Stored data:

*** Block opens ***

//! # streettalk-common
//!
//! Shared utilities including configuration, error handling, and telemetry.

pub mod config;
pub mod error;
pub mod telemetry;

// Re-export commonly used types at crate root
pub use config::{
    AppConfig, AppSettings, ConfigError, ContentConfig, EmojiConfig, Environment, FeedConfig,
    IdentityConfig, MediaConfig,
};
pub use error::{AppError, AppResult, UserNotice};
pub use telemetry::{
    init_tracing, init_tracing_with_config, try_init_tracing, try_init_tracing_with_config,
    TracingConfig, TracingError,
};
//! Feed service
//!
//! Turns the raw feed tree into ordered, rendered views for the viewer, both
//! as one-off snapshots and as a live stream.

use futures::stream::{BoxStream, StreamExt};
use serde_json::Value;
use tracing::{debug, instrument, warn};

use streettalk_core::{build_thread, FeedQuery, FeedSort, ThreadOptions};

use crate::dto::{FeedView, PostView};

use super::context::ServiceContext;
use super::error::ServiceResult;

/// Feed service
pub struct FeedService<'a> {
    ctx: &'a ServiceContext,
}

impl<'a> FeedService<'a> {
    /// Create a new FeedService
    pub fn new(ctx: &'a ServiceContext) -> Self {
        Self { ctx }
    }

    /// Current state of the feed
    #[instrument(skip(self))]
    pub async fn snapshot(&self, sort: FeedSort) -> ServiceResult<FeedView> {
        let query = self.query();
        let value = self.ctx.feed_store().get(&query.path).await?;
        Ok(feed_view(self.ctx, sort, query.apply(value)))
    }

    /// Live feed: the current state first, then a new view on every change
    ///
    /// The stream owns a clone of the context and ends when the store drops
    /// the subscription.
    #[instrument(skip(self))]
    pub async fn subscribe(&self, sort: FeedSort) -> ServiceResult<BoxStream<'static, FeedView>> {
        let snapshots = self.ctx.feed_store().subscribe(self.query()).await?;
        let ctx = self.ctx.clone();

        debug!(topic = %ctx.topic(), "Feed subscription opened");
        Ok(snapshots
            .map(move |snapshot| feed_view(&ctx, sort, snapshot.value))
            .boxed())
    }

    /// Sort order configured for the feed
    pub fn default_sort(&self) -> FeedSort {
        self.ctx.config().feed.default_sort
    }

    fn query(&self) -> FeedQuery {
        FeedQuery::new(self.ctx.topic().clone()).limit_to_last(self.ctx.config().feed.limit)
    }
}

fn feed_view(ctx: &ServiceContext, sort: FeedSort, value: Option<Value>) -> FeedView {
    let options = ThreadOptions {
        sort,
        max_depth: ctx.config().feed.max_reply_depth,
    };
    let thread = build_thread(ctx.topic(), value.as_ref(), options);
    if thread.skipped_records > 0 {
        warn!(skipped = thread.skipped_records, "Skipped malformed feed records");
    }

    let viewer = &ctx.viewer().id;
    FeedView {
        sort,
        posts: thread
            .posts
            .iter()
            .map(|post| PostView::from_post(post, viewer, ctx.renderer()))
            .collect(),
        skipped_records: thread.skipped_records,
    }
}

*** Block closes ***

TO DO
What you return must match the records exactly, down to the last line.

ANSWER FOR THIS EXERCISE
//! # streettalk-common
//!
//! Shared utilities including configuration, error handling, and telemetry.

pub mod config;
pub mod error;
pub mod telemetry;

// Re-export commonly used types at crate root
pub use config::{
    AppConfig, AppSettings, ConfigError, ContentConfig, EmojiConfig, Environment, FeedConfig,
    IdentityConfig, MediaConfig,
};
pub use error::{AppError, AppResult, UserNotice};
pub use telemetry::{
    init_tracing, init_tracing_with_config, try_init_tracing, try_init_tracing_with_config,
    TracingConfig, TracingError,
};
//! Feed service
//!
//! Turns the raw feed tree into ordered, rendered views for the viewer, both
//! as one-off snapshots and as a live stream.

use futures::stream::{BoxStream, StreamExt};
use serde_json::Value;
use tracing::{debug, instrument, warn};

use streettalk_core::{build_thread, FeedQuery, FeedSort, ThreadOptions};

use crate::dto::{FeedView, PostView};

use super::context::ServiceContext;
use super::error::ServiceResult;

/// Feed service
pub struct FeedService<'a> {
    ctx: &'a ServiceContext,
}

impl<'a> FeedService<'a> {
    /// Create a new FeedService
    pub fn new(ctx: &'a ServiceContext) -> Self {
        Self { ctx }
    }

    /// Current state of the feed
    #[instrument(skip(self))]
    pub async fn snapshot(&self, sort: FeedSort) -> ServiceResult<FeedView> {
        let query = self.query();
        let value = self.ctx.feed_store().get(&query.path).await?;
        Ok(feed_view(self.ctx, sort, query.apply(value)))
    }

    /// Live feed: the current state first, then a new view on every change
    ///
    /// The stream owns a clone of the context and ends when the store drops
    /// the subscription.
    #[instrument(skip(self))]
    pub async fn subscribe(&self, sort: FeedSort) -> ServiceResult<BoxStream<'static, FeedView>> {
        let snapshots = self.ctx.feed_store().subscribe(self.query()).await?;
        let ctx = self.ctx.clone();

        debug!(topic = %ctx.topic(), "Feed subscription opened");
        Ok(snapshots
            .map(move |snapshot| feed_view(&ctx, sort, snapshot.value))
            .boxed())
    }

    /// Sort order configured for the feed
    pub fn default_sort(&self) -> FeedSort {
        self.ctx.config().feed.default_sort
    }

    fn query(&self) -> FeedQuery {
        FeedQuery::new(self.ctx.topic().clone()).limit_to_last(self.ctx.config().feed.limit)
    }
}

fn feed_view(ctx: &ServiceContext, sort: FeedSort, value: Option<Value>) -> FeedView {
    let options = ThreadOptions {
        sort,
        max_depth: ctx.config().feed.max_reply_depth,
    };
    let thread = build_thread(ctx.topic(), value.as_ref(), options);
    if thread.skipped_records > 0 {
        warn!(skipped = thread.skipped_records, "Skipped malformed feed records");
    }

    let viewer = &ctx.viewer().id;
    FeedView {
        sort,
        posts: thread
            .posts
            .iter()
            .map(|post| PostView::from_post(post, viewer, ctx.renderer()))
            .collect(),
        skipped_records: thread.skipped_records,
    }
}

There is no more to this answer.